At a time when global health financing is under unprecedented strain, one message rang clear from Nairobi: civil society is not a gap-filler. It is a co-governor of health systems.
During the World Health Summit 2026, the Health NGOs Network convened a high-level Mini-Symposium that brought together government leaders, civil society actors, and global health experts to confront a defining question: what happens to health systems when funding shrinks and expectations grow?
The conversation unfolded against a stark backdrop. Global health financing is contracting rapidly, with development assistance declining, major funding streams like PEPFAR significantly reduced, and key global mechanisms falling short of their replenishment targets. At the same time, countries like Kenya continue to operate below continental commitments, with health spending still far from the Abuja target. But beyond the numbers, the real impact is already being felt. Community health systems are weakening, HIV prevention gains are at risk, SRHR services are quietly eroding, and vulnerable populations are carrying the heaviest burden. This is not a future crisis. It is a present reality.
Across the symposium, speakers challenged a long-standing narrative that has shaped global health for years. Civil society has often been positioned as a support system that fills gaps left by governments. That framing was firmly rejected. Instead, a new consensus emerged: civil society is an accountability actor, a systems partner, and a co-governor of health systems. This shift is not just about language. It determines who sits at decision-making tables, who shapes financing priorities, who holds systems accountable, and who is resourced to act. Without this recognition, meaningful health system reform cannot happen.
A powerful thread running through the discussions was the need to rethink what health actually means. Health is not only about treatment. It is about prevention, environment, and systems. It is shaped by food systems, economic realities, environmental conditions, and the structural factors that determine whether people fall sick in the first place. This reframing pushes health beyond the clinic and places it firmly within a broader, multisectoral agenda. For civil society, this expands the scope of advocacy into spaces that have traditionally been seen as outside the health sector but are in fact central to it.
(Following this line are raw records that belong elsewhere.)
use bytes::Bytes;
use serde::{Deserialize, Serialize};
use std::cmp::Ordering;
use std::collections::HashMap;
use std::fmt;

/// Store-style typed attribute value
#[derive(Debug, Clone, PartialEq, Serialize, Deserialize)]
pub enum Value {
    /// Number (stored as decimal text for precision)
    N(String),
    /// String
    S(String),
    /// Binary
    B(Bytes),
    /// Boolean
    Bool(bool),
    /// Null
    Null,
    /// List
    L(Vec<Value>),
    /// Map
    M(HashMap<String, Value>),
}

impl Value {
    pub fn string(s: impl Into<String>) -> Self {
        Value::S(s.into())
    }

    pub fn number(n: impl ToString) -> Self {
        Value::N(n.to_string())
    }

    pub fn binary(b: impl Into<Bytes>) -> Self {
        Value::B(b.into())
    }

    pub fn map(m: HashMap<String, Value>) -> Self {
        Value::M(m)
    }

    /// Short type descriptor, matching the store's attribute type letters
    pub fn type_name(&self) -> &'static str {
        match self {
            Value::N(_) => "N",
            Value::S(_) => "S",
            Value::B(_) => "B",
            Value::Bool(_) => "BOOL",
            Value::Null => "NULL",
            Value::L(_) => "L",
            Value::M(_) => "M",
        }
    }

    pub fn as_string(&self) -> Option<&str> {
        match self {
            Value::S(s) => Some(s),
            _ => None,
        }
    }

    /// Raw decimal text of a number
    pub fn as_number(&self) -> Option<&str> {
        match self {
            Value::N(n) => Some(n),
            _ => None,
        }
    }

    pub fn as_f64(&self) -> Option<f64> {
        self.as_number().and_then(|n| n.parse().ok())
    }

    pub fn as_i64(&self) -> Option<i64> {
        self.as_number().and_then(|n| n.parse().ok())
    }

    pub fn as_bool(&self) -> Option<bool> {
        match self {
            Value::Bool(b) => Some(*b),
            _ => None,
        }
    }

    pub fn as_binary(&self) -> Option<&Bytes> {
        match self {
            Value::B(b) => Some(b),
            _ => None,
        }
    }

    pub fn as_list(&self) -> Option<&Vec<Value>> {
        match self {
            Value::L(l) => Some(l),
            _ => None,
        }
    }

    pub fn as_map(&self) -> Option<&HashMap<String, Value>> {
        match self {
            Value::M(m) => Some(m),
            _ => None,
        }
    }

    pub fn is_null(&self) -> bool {
        matches!(self, Value::Null)
    }
}

impl From<&str> for Value {
    fn from(s: &str) -> Self {
        Value::S(s.to_string())
    }
}

impl From<String> for Value {
    fn from(s: String) -> Self {
        Value::S(s)
    }
}

impl From<bool> for Value {
    fn from(b: bool) -> Self {
        Value::Bool(b)
    }
}

macro_rules! number_from {
    ($($t:ty),*) => {
        $(
            impl From<$t> for Value {
                fn from(n: $t) -> Self {
                    Value::N(n.to_string())
                }
            }
        )*
    };
}

number_from!(i8, i16, i32, i64, u8, u16, u32, u64, usize, isize, f32, f64);

impl From<Bytes> for Value {
    fn from(b: Bytes) -> Self {
        Value::B(b)
    }
}

impl From<Vec<u8>> for Value {
    fn from(b: Vec<u8>) -> Self {
        Value::B(Bytes::from(b))
    }
}

impl From<&[u8]> for Value {
    fn from(b: &[u8]) -> Self {
        Value::B(Bytes::copy_from_slice(b))
    }
}

impl From<Vec<Value>> for Value {
    fn from(l: Vec<Value>) -> Self {
        Value::L(l)
    }
}

impl From<HashMap<String, Value>> for Value {
    fn from(m: HashMap<String, Value>) -> Self {
        Value::M(m)
    }
}

impl<T: Into<Value>> From<Option<T>> for Value {
    fn from(v: Option<T>) -> Self {
        v.map(Into::into).unwrap_or(Value::Null)
    }
}

/// Builds a `Vec<Value>` of statement parameters from plain Rust values.
///
/// ```
/// use dynql_core::{params, Value};
///
/// let p = params!["1", true, 2.5];
/// assert_eq!(p[1], Value::Bool(true));
/// ```
#[macro_export]
macro_rules! params {
    () => {
        ::std::vec::Vec::<$crate::Value>::new()
    };
    ($($v:expr),+ $(,)?) => {
        vec![$($crate::Value::from($v)),+]
    };
}

/// Item - a map of attribute names to values
pub type Item = HashMap<String, Value>;

/// Largest exponent magnitude accepted in `1e<exp>` notation
pub const MAX_NUMBER_EXPONENT: i64 = 400;

/// Canonical decimal text for a number, or None if `text` is not a number.
///
/// Exponents are expanded into plain digits, and leading `+`, redundant
/// leading zeros and trailing fractional zeros are dropped, so equal numbers
/// address the same key (`1e3`, `1000` and `1.0E3` all become `1000`).
pub fn canonical_number(text: &str) -> Option<String> {
    let text = text.trim();
    if text.is_empty() || text.parse::<f64>().is_err() {
        return None;
    }
    // Reject inf/nan spellings that f64 accepts
    if !text
        .chars()
        .all(|c| c.is_ascii_digit() || matches!(c, '+' | '-' | '.' | 'e' | 'E'))
    {
        return None;
    }

    let (mantissa, exponent) = match text.split_once(['e', 'E']) {
        Some((m, e)) => (m, e.parse::<i64>().ok()?),
        None => (text, 0),
    };
    if exponent.abs() > MAX_NUMBER_EXPONENT {
        return None;
    }

    let (negative, mantissa) = match mantissa.as_bytes().first() {
        Some(b'-') => (true, &mantissa[1..]),
        Some(b'+') => (false, &mantissa[1..]),
        _ => (false, mantissa),
    };
    let (int_part, frac_part) = mantissa.split_once('.').unwrap_or((mantissa, ""));

    // All significant digits, with the decimal point `point` digits from the left
    let digits = format!("{}{}", int_part, frac_part);
    let leading = digits.len() - digits.trim_start_matches('0').len();
    let digits = digits.trim_start_matches('0').trim_end_matches('0');
    if digits.is_empty() {
        return Some("0".to_string());
    }
    let point = int_part.len() as i64 - leading as i64 + exponent;

    let mut out = String::new();
    if negative {
        out.push('-');
    }
    if point <= 0 {
        out.push_str("0.");
        out.push_str(&"0".repeat(point.unsigned_abs() as usize));
        out.push_str(digits);
    } else if point as usize >= digits.len() {
        out.push_str(digits);
        out.push_str(&"0".repeat(point as usize - digits.len()));
    } else {
        let (int_digits, frac_digits) = digits.split_at(point as usize);
        out.push_str(int_digits);
        out.push('.');
        out.push_str(frac_digits);
    }
    Some(out)
}

/// Declared type of a key attribute
#[derive(Debug, Clone, Copy, PartialEq, Eq, Hash, Serialize, Deserialize)]
pub enum KeyType {
    String,
    Number,
    Binary,
}

impl KeyType {
    /// Parses `string|number|binary` or the single-letter `S|N|B`, any case
    pub fn parse(s: &str) -> Option<Self> {
        match s.to_ascii_lowercase().as_str() {
            "string" | "s" => Some(KeyType::String),
            "number" | "n" => Some(KeyType::Number),
            "binary" | "b" => Some(KeyType::Binary),
            _ => None,
        }
    }

    pub fn type_name(&self) -> &'static str {
        match self {
            KeyType::String => "S",
            KeyType::Number => "N",
            KeyType::Binary => "B",
        }
    }
}

impl fmt::Display for KeyType {
    fn fmt(&self, f: &mut fmt::Formatter<'_>) -> fmt::Result {
        let s = match self {
            KeyType::String => "string",
            KeyType::Number => "number",
            KeyType::Binary => "binary",
        };
        f.write_str(s)
    }
}

/// A key attribute value. Only strings, numbers and binaries can be keys.
#[derive(Debug, Clone, PartialEq, Eq, Hash, Serialize, Deserialize)]
pub enum KeyValue {
    S(String),
    /// Canonical decimal text
    N(String),
    B(Bytes),
}

impl KeyValue {
    /// Converts an attribute value into a key of the declared type.
    /// Returns None when the value has the wrong type.
    pub fn from_value(value: &Value, key_type: KeyType) -> Option<Self> {
        match (key_type, value) {
            (KeyType::String, Value::S(s)) => Some(KeyValue::S(s.clone())),
            (KeyType::Number, Value::N(n)) => canonical_number(n).map(KeyValue::N),
            (KeyType::Binary, Value::B(b)) => Some(KeyValue::B(b.clone())),
            _ => None,
        }
    }

    pub fn to_value(&self) -> Value {
        match self {
            KeyValue::S(s) => Value::S(s.clone()),
            KeyValue::N(n) => Value::N(n.clone()),
            KeyValue::B(b) => Value::B(b.clone()),
        }
    }

    fn rank(&self) -> u8 {
        match self {
            KeyValue::S(_) => 0,
            KeyValue::N(_) => 1,
            KeyValue::B(_) => 2,
        }
    }
}

impl Ord for KeyValue {
    fn cmp(&self, other: &Self) -> Ordering {
        match (self, other) {
            (KeyValue::S(a), KeyValue::S(b)) => a.cmp(b),
            (KeyValue::B(a), KeyValue::B(b)) => a.cmp(b),
            (KeyValue::N(a), KeyValue::N(b)) => {
                let fa: f64 = a.parse().unwrap_or(f64::NAN);
                let fb: f64 = b.parse().unwrap_or(f64::NAN);
                // Numeric order first; text breaks ties so Ord agrees with Eq
                fa.partial_cmp(&fb)
                    .unwrap_or(Ordering::Equal)
                    .then_with(|| a.cmp(b))
            }
            _ => self.rank().cmp(&other.rank()),
        }
    }
}

impl PartialOrd for KeyValue {
    fn partial_cmp(&self, other: &Self) -> Option<Ordering> {
        Some(self.cmp(other))
    }
}

impl fmt::Display for KeyValue {
    fn fmt(&self, f: &mut fmt::Formatter<'_>) -> fmt::Result {
        match self {
            KeyValue::S(s) => write!(f, "'{}'", s),
            KeyValue::N(n) => f.write_str(n),
            KeyValue::B(b) => write!(f, "<{} bytes>", b.len()),
        }
    }
}

/// Composite primary key: partition key + optional sort key
#[derive(Debug, Clone, PartialEq, Eq, Hash, PartialOrd, Ord, Serialize, Deserialize)]
pub struct Key {
    pub pk: KeyValue,
    pub sk: Option<KeyValue>,
}

impl Key {
    pub fn new(pk: KeyValue) -> Self {
        Self { pk, sk: None }
    }

    pub fn with_sk(pk: KeyValue, sk: KeyValue) -> Self {
        Self { pk, sk: Some(sk) }
    }
}

impl fmt::Display for Key {
    fn fmt(&self, f: &mut fmt::Formatter<'_>) -> fmt::Result {
        match &self.sk {
            Some(sk) => write!(f, "({}, {})", self.pk, sk),
            None => write!(f, "({})", self.pk),
        }
    }
}

/// A named, typed key attribute
#[derive(Debug, Clone, PartialEq, Eq, Serialize, Deserialize)]
pub struct KeyAttribute {
    pub name: String,
    pub key_type: KeyType,
}

impl KeyAttribute {
    pub fn new(name: impl Into<String>, key_type: KeyType) -> Self {
        Self {
            name: name.into(),
            key_type,
        }
    }
}

/// Primary key layout of a table
#[derive(Debug, Clone, PartialEq, Eq, Serialize, Deserialize)]
pub struct KeySchema {
    pub partition_key: KeyAttribute,
    pub sort_key: Option<KeyAttribute>,
}

impl KeySchema {
    pub fn new(partition_key: KeyAttribute) -> Self {
        Self {
            partition_key,
            sort_key: None,
        }
    }

    pub fn with_sort_key(mut self, sort_key: KeyAttribute) -> Self {
        self.sort_key = Some(sort_key);
        self
    }

    pub fn is_key_column(&self, name: &str) -> bool {
        self.partition_key.name == name
            || self.sort_key.as_ref().is_some_and(|sk| sk.name == name)
    }

    /// Extracts the primary key from an item. None if a key attribute is
    /// missing or has the wrong type.
    pub fn key_of(&self, item: &Item) -> Option<Key> {
        let pk = item
            .get(&self.partition_key.name)
            .and_then(|v| KeyValue::from_value(v, self.partition_key.key_type))?;
        let sk = match &self.sort_key {
            Some(attr) => Some(
                item.get(&attr.name)
                    .and_then(|v| KeyValue::from_value(v, attr.key_type))?,
            ),
            None => None,
        };
        Some(Key { pk, sk })
    }

    /// Writes the key attributes of `key` into `item`.
    pub fn stamp_key(&self, key: &Key, item: &mut Item) {
        item.insert(self.partition_key.name.clone(), key.pk.to_value());
        if let (Some(attr), Some(sk)) = (&self.sort_key, &key.sk) {
            item.insert(attr.name.clone(), sk.to_value());
        }
    }
}

#[cfg(test)]
mod tests {
    use super::*;

    #[test]
    fn test_value_conversions() {
        assert_eq!(Value::from("a"), Value::S("a".into()));
        assert_eq!(Value::from(2), Value::N("2".into()));
        assert_eq!(Value::from(1.2), Value::N("1.2".into()));
        assert_eq!(Value::from(true), Value::Bool(true));
        assert_eq!(Value::from(vec![1u8, 2]), Value::B(Bytes::from_static(&[1, 2])));
        assert_eq!(Value::from(None::<i64>), Value::Null);
    }

    #[test]
    fn test_params_macro() {
        let p = params!["1", 2, false];
        assert_eq!(p.len(), 3);
        assert_eq!(p[0].as_string(), Some("1"));
        assert_eq!(p[1].as_i64(), Some(2));
        assert!(params![].is_empty());
    }

    #[test]
    fn test_canonical_number() {
        assert_eq!(canonical_number("1").as_deref(), Some("1"));
        assert_eq!(canonical_number("+001.500").as_deref(), Some("1.5"));
        assert_eq!(canonical_number("-0.0").as_deref(), Some("0"));
        assert_eq!(canonical_number(".25").as_deref(), Some("0.25"));
        assert_eq!(canonical_number("1e3").as_deref(), Some("1000"));
        assert_eq!(canonical_number("1.0E3").as_deref(), Some("1000"));
        assert_eq!(canonical_number("+12.5e1").as_deref(), Some("125"));
        assert_eq!(canonical_number("-1.5e-3").as_deref(), Some("-0.0015"));
        assert_eq!(canonical_number("0.001").as_deref(), Some("0.001"));
        assert_eq!(canonical_number("0e10").as_deref(), Some("0"));
        assert_eq!(canonical_number("1e999"), None);
        assert_eq!(canonical_number("abc"), None);
        assert_eq!(canonical_number("inf"), None);
        assert_eq!(canonical_number(""), None);
    }

    #[test]
    fn test_exponent_numbers_address_the_same_key() {
        let plain = KeyValue::from_value(&Value::N("1000".into()), KeyType::Number);
        let exponent = KeyValue::from_value(&Value::N("1e3".into()), KeyType::Number);
        assert!(plain.is_some());
        assert_eq!(plain, exponent);
    }

    #[test]
    fn test_key_type_parse() {
        assert_eq!(KeyType::parse("string"), Some(KeyType::String));
        assert_eq!(KeyType::parse("NUMBER"), Some(KeyType::Number));
        assert_eq!(KeyType::parse("b"), Some(KeyType::Binary));
        assert_eq!(KeyType::parse("bool"), None);
    }

    #[test]
    fn test_number_keys_order_numerically() {
        let two = KeyValue::N("2".into());
        let ten = KeyValue::N("10".into());
        assert!(two < ten);
        assert_eq!(
            KeyValue::from_value(&Value::N("2.0".into()), KeyType::Number),
            Some(two)
        );
    }

    #[test]
    fn test_key_of_item() {
        let schema = KeySchema::new(KeyAttribute::new("id", KeyType::String))
            .with_sort_key(KeyAttribute::new("ts", KeyType::Number));

        let mut item = Item::new();
        item.insert("id".into(), Value::string("a"));
        assert!(schema.key_of(&item).is_none());

        item.insert("ts".into(), Value::number(5));
        let key = schema.key_of(&item).unwrap();
        assert_eq!(key.pk, KeyValue::S("a".into()));
        assert_eq!(key.sk, Some(KeyValue::N("5".into())));

        item.insert("id".into(), Value::number(1));
        assert!(schema.key_of(&item).is_none());
    }

    #[test]
    fn test_is_key_column() {
        let schema = KeySchema::new(KeyAttribute::new("id", KeyType::String));
        assert!(schema.is_key_column("id"));
        assert!(!schema.is_key_column("name"));
    }
}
At the same time, the symposium surfaced several urgent risks that require immediate attention. Community-based systems, which have been central to gains in HIV and primary health care, are at risk of collapse if not deliberately financed and integrated into national systems. The SRHR financing crisis, while less visible globally, is already having serious consequences, particularly for women and girls in underserved areas who are losing access to essential services. The ongoing shift to Government-to-Government financing models also raises critical questions about the place of civil society within health systems. Without clear safeguards, accountability mechanisms that have taken years to build could weaken significantly.
In response to this evolving landscape, the symposium pointed toward a new playbook for civil society. There is a need to move as coordinated networks rather than fragmented actors, to engage Ministries of Finance with strong economic and accountability evidence, to protect community-led and prevention-focused models, and to expand advocacy beyond traditional health boundaries. Civil society must also push for increased domestic financing while ensuring that accountability remains central to how those resources are used.
What took place in Nairobi was not just a dialogue. It was a turning point. The outcomes of the symposium are now being carried forward into global platforms, including the upcoming World Health Assembly, where civil society will continue to advocate for stronger domestic financing commitments, safeguards within bilateral agreements, and formal recognition as a governance partner in health systems.
The global health landscape is shifting. Funding is shrinking, and systems are under pressure. But this moment also presents an opportunity to redefine leadership, responsibility, and power within health systems. The message from Nairobi was clear and decisive. Civil society is not stepping back. It is stepping up. And what happens next will depend on how well this role is recognized, resourced, and sustained.

The global health landscape is shifting. Funding is shrinking, and systems are under pressure. But this moment also presents an opportunity to redefine leadership, responsibility, and power within health systems.